Reprogram the stem cells of the pancreas
Type 1 diabetes is an autoimmune disease in which the insulin-producing beta cells in the pancreas are selectively destroyed.
“Patients rely on daily insulin injections to compensate for the pancreas' failure to produce it,” explains El-Osta. “Today the only alternative therapy requires pancreatic islet transplantation, but it relies on organ donors. This is why it has a very limited diffusion."
Pancreatic progenitor cells are stem cells with the ability to differentiate into various cells of the pancreas, including beta cells. To reprogram these cells to make insulin (and then feed them back into the pancreas), the team collected it from a donor with type 1 diabetes and two non-diabetic donors.
These cells were then treated with an ingredient called GSK126. The result? The researchers restored insulin gene expression in these cells.

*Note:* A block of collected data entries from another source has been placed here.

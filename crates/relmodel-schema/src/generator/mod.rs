//! Per-dialect query generators.
//!
//! [`QueryGenerator`] is the single interface over every statement relmodel
//! produces. DML and SELECT are shared and delegate to `relmodel-query`; DDL
//! is dialect-specific. An operation a dialect does not define fails with
//! `UnsupportedOperation` instead of producing something approximate.

mod mysql;
mod postgres;
mod sqlite;

pub use mysql::MysqlQueryGenerator;
pub use postgres::PostgresQueryGenerator;
pub use sqlite::SqliteQueryGenerator;

use crate::ddl::{self, DropTableOptions};
use crate::index::{self, IndexTarget};
use relmodel_core::{
    AssociationGraph, AttributeDescriptor, Dialect, Error, GeneratorOptions, IndexDefinition,
    ModelDefinition, ModelId, Result, Row,
};
use relmodel_query::{
    DeleteOptions, FindOptions, FindQuery, InsertOptions, Predicate, TruncateOptions,
    UpdateOptions,
};

/// Generates SQL statements for one dialect.
pub trait QueryGenerator: Send + Sync {
    /// Generator configuration, including the dialect.
    fn options(&self) -> &GeneratorOptions;

    /// The database dialect.
    fn dialect(&self) -> Dialect {
        self.options().dialect
    }

    // ==================== Tables ====================

    /// `CREATE TABLE IF NOT EXISTS` for a model.
    fn create_table(&self, _model: &ModelDefinition) -> Result<String> {
        Err(self.unsupported("createTable"))
    }

    fn drop_table(&self, table: &str, options: DropTableOptions) -> Result<String> {
        tracing::debug!(dialect = %self.dialect(), table = %table, "Generating DROP TABLE");
        Ok(ddl::drop_table(self.dialect(), table, options))
    }

    fn rename_table(&self, from: &str, to: &str) -> Result<String> {
        tracing::debug!(dialect = %self.dialect(), from = %from, to = %to, "Generating table rename");
        let dialect = self.dialect();
        Ok(format!(
            "ALTER TABLE {} RENAME TO {};",
            dialect.quote_identifiers(from),
            dialect.quote_identifiers(to)
        ))
    }

    /// Empty a table.
    fn truncate_table(&self, table: &str, options: TruncateOptions) -> Result<String> {
        Ok(relmodel_query::truncate_query(self.dialect(), table, options))
    }

    // ==================== Columns ====================

    fn add_column(&self, _table: &str, _attribute: &AttributeDescriptor) -> Result<String> {
        Err(self.unsupported("addColumn"))
    }

    fn remove_column(&self, table: &str, column: &str) -> Result<String> {
        let dialect = self.dialect();
        tracing::debug!(dialect = %dialect, table = %table, column = %column, "Generating DROP COLUMN");
        Ok(format!(
            "ALTER TABLE {} DROP COLUMN {};",
            dialect.quote_identifiers(table),
            dialect.quote_identifier(column)
        ))
    }

    /// Redefine an existing column to match `attribute`.
    fn change_column(&self, _table: &str, _attribute: &AttributeDescriptor) -> Result<String> {
        Err(self.unsupported("changeColumn"))
    }

    fn rename_column(&self, table: &str, from: &str, to: &str) -> Result<String> {
        tracing::debug!(dialect = %self.dialect(), table = %table, from = %from, to = %to, "Generating column rename");
        Ok(ddl::rename_column(self.dialect(), table, from, to))
    }

    // ==================== Queries ====================

    /// SELECT against a bare table.
    fn select(&self, table: &str, options: &FindOptions) -> Result<String> {
        tracing::debug!(dialect = %self.dialect(), table = %table, "Generating SELECT");
        relmodel_query::select_query(self.dialect(), table, options)
    }

    /// SELECT against a model, planning its includes.
    fn find(
        &self,
        graph: &AssociationGraph,
        model: ModelId,
        options: &FindOptions,
    ) -> Result<FindQuery> {
        relmodel_query::find_query(graph, model, options, self.options())
    }

    fn insert(&self, table: &str, row: &Row, options: &InsertOptions) -> Result<String> {
        relmodel_query::insert_query(self.dialect(), table, row, self.options().omit_null, options)
    }

    fn bulk_insert(&self, table: &str, rows: &[Row], options: &InsertOptions) -> Result<String> {
        relmodel_query::bulk_insert_query(self.dialect(), table, rows, options)
    }

    fn update(
        &self,
        table: &str,
        values: &Row,
        where_clause: &Predicate,
        options: &UpdateOptions,
    ) -> Result<String> {
        relmodel_query::update_query(
            self.dialect(),
            table,
            values,
            where_clause,
            self.options().omit_null,
            options,
        )
    }

    fn delete(&self, table: &str, where_clause: &Predicate, options: &DeleteOptions) -> Result<String> {
        relmodel_query::delete_query(self.dialect(), table, where_clause, options)
    }

    /// DELETE of every matching row, or TRUNCATE when `options.truncate` is set.
    fn bulk_delete(
        &self,
        table: &str,
        where_clause: &Predicate,
        options: &DeleteOptions,
    ) -> Result<String> {
        tracing::debug!(dialect = %self.dialect(), table = %table, truncate = options.truncate, "Generating bulk DELETE");
        relmodel_query::delete_query(self.dialect(), table, where_clause, options)
    }

    // ==================== Indexes and Constraints ====================

    fn add_index(&self, table: &str, index: &IndexDefinition) -> Result<String> {
        index::add_index_query(self.dialect(), table, index)
    }

    fn remove_index(&self, table: &str, target: &IndexTarget) -> Result<String> {
        Ok(index::remove_index_query(self.dialect(), table, target))
    }

    fn show_indexes(&self, table: &str) -> Result<String> {
        Ok(index::show_indexes_query(self.dialect(), table))
    }

    /// Statement listing the constraints of a table, optionally one by name.
    fn show_constraints(&self, _table: &str, _constraint: Option<&str>) -> Result<String> {
        Err(self.unsupported("showConstraints"))
    }

    /// Statement re-enabling foreign key checks; `None` when the dialect has
    /// no session-level switch.
    fn enable_foreign_key_constraints(&self) -> Option<String> {
        None
    }

    fn disable_foreign_key_constraints(&self) -> Option<String> {
        None
    }

    /// Error for an operation this dialect does not define.
    fn unsupported(&self, operation: &str) -> Error {
        tracing::debug!(dialect = %self.dialect(), operation = %operation, "Operation not defined for dialect");
        Error::unsupported(operation, self.dialect().name())
    }
}

/// Create a query generator for the given dialect.
///
/// `options.dialect` is overwritten with `dialect`.
pub fn generator_for_dialect(dialect: Dialect, options: GeneratorOptions) -> Box<dyn QueryGenerator> {
    let options = GeneratorOptions { dialect, ..options };
    match dialect {
        Dialect::Mysql => Box::new(MysqlQueryGenerator::new(options)),
        Dialect::Postgres => Box::new(PostgresQueryGenerator::new(options)),
        Dialect::Sqlite => Box::new(SqliteQueryGenerator::new(options)),
    }
}

#[cfg(test)]
mod tests {
    use super::*;

    // ==================== Factory Tests ====================

    #[test]
    fn test_generator_for_dialect() {
        for dialect in [Dialect::Mysql, Dialect::Postgres, Dialect::Sqlite] {
            let generator = generator_for_dialect(dialect, GeneratorOptions::default());
            assert_eq!(generator.dialect(), dialect);
        }
    }

    #[test]
    fn test_generator_keeps_options() {
        let generator = generator_for_dialect(
            Dialect::Mysql,
            GeneratorOptions::default().omit_null(true).charset("utf8mb4"),
        );
        assert!(generator.options().omit_null);
        assert_eq!(generator.options().charset.as_deref(), Some("utf8mb4"));
    }

    // ==================== Shared DDL Tests ====================

    #[test]
    fn test_rename_table() {
        let pg = generator_for_dialect(Dialect::Postgres, GeneratorOptions::default());
        assert_eq!(
            pg.rename_table("users", "people").unwrap(),
            "ALTER TABLE \"users\" RENAME TO \"people\";"
        );
        let mysql = generator_for_dialect(Dialect::Mysql, GeneratorOptions::default());
        assert_eq!(
            mysql.rename_table("users", "people").unwrap(),
            "RENAME TABLE `users` TO `people`;"
        );
    }

    #[test]
    fn test_rename_column() {
        let sqlite = generator_for_dialect(Dialect::Sqlite, GeneratorOptions::default());
        assert_eq!(
            sqlite.rename_column("users", "name", "fullName").unwrap(),
            "ALTER TABLE `users` RENAME COLUMN `name` TO `fullName`;"
        );
    }

    #[test]
    fn test_foreign_key_switches() {
        let mysql = generator_for_dialect(Dialect::Mysql, GeneratorOptions::default());
        assert_eq!(
            mysql.disable_foreign_key_constraints().as_deref(),
            Some("SET FOREIGN_KEY_CHECKS=0;")
        );
        assert_eq!(
            mysql.enable_foreign_key_constraints().as_deref(),
            Some("SET FOREIGN_KEY_CHECKS=1;")
        );
        let sqlite = generator_for_dialect(Dialect::Sqlite, GeneratorOptions::default());
        assert_eq!(
            sqlite.enable_foreign_key_constraints().as_deref(),
            Some("PRAGMA foreign_keys = ON;")
        );
        let pg = generator_for_dialect(Dialect::Postgres, GeneratorOptions::default());
        assert_eq!(pg.enable_foreign_key_constraints(), None);
        assert_eq!(pg.disable_foreign_key_constraints(), None);
    }

    #[test]
    fn test_insert_honors_omit_null_option() {
        let row = Row::new().with("name", "a").with("bio", relmodel_core::Value::Null);
        let plain = generator_for_dialect(Dialect::Postgres, GeneratorOptions::default());
        assert_eq!(
            plain.insert("users", &row, &InsertOptions::default()).unwrap(),
            "INSERT INTO \"users\" (\"name\",\"bio\") VALUES ('a',NULL);"
        );
        let omitting =
            generator_for_dialect(Dialect::Postgres, GeneratorOptions::default().omit_null(true));
        assert_eq!(
            omitting.insert("users", &row, &InsertOptions::default()).unwrap(),
            "INSERT INTO \"users\" (\"name\") VALUES ('a');"
        );
    }

    #[test]
    fn test_unsupported_error_names_dialect() {
        let sqlite = generator_for_dialect(Dialect::Sqlite, GeneratorOptions::default());
        let err = sqlite.show_constraints("users", None).unwrap_err();
        assert!(err.is_unsupported());
        assert!(err.to_string().contains("sqlite"));
    }

    struct BareGenerator(GeneratorOptions);

    impl QueryGenerator for BareGenerator {
        fn options(&self) -> &GeneratorOptions {
            &self.0
        }
    }

    #[test]
    fn test_default_ddl_methods_are_unsupported() {
        let bare = BareGenerator(GeneratorOptions::new(Dialect::Postgres));
        let attr = AttributeDescriptor::new("bio", relmodel_core::DataType::Text);
        assert!(bare.create_table(&ModelDefinition::new("User")).unwrap_err().is_unsupported());
        assert!(bare.add_column("users", &attr).unwrap_err().is_unsupported());
        assert!(bare.change_column("users", &attr).unwrap_err().is_unsupported());
        assert!(bare.show_constraints("users", Some("pk")).unwrap_err().is_unsupported());
        assert_eq!(
            bare.rename_column("users", "bio", "about").unwrap(),
            "ALTER TABLE \"users\" RENAME COLUMN \"bio\" TO \"about\";"
        );
    }
}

Implications for future diabetes care
There are currently some limitations to consider. The first: the study still involves too few subjects to be sure that it will be possible to generalize. Ditto for the effects: will they be transient or long-term?
More work will be needed to define the properties of these cells, and to establish the protocols necessary to isolate and expand them. A therapy is still over the horizon at the moment.
However, the study is indeed a very important step along the way to devising a lasting treatment that could (this would be the breakthrough) be applicable to all types of diabetes.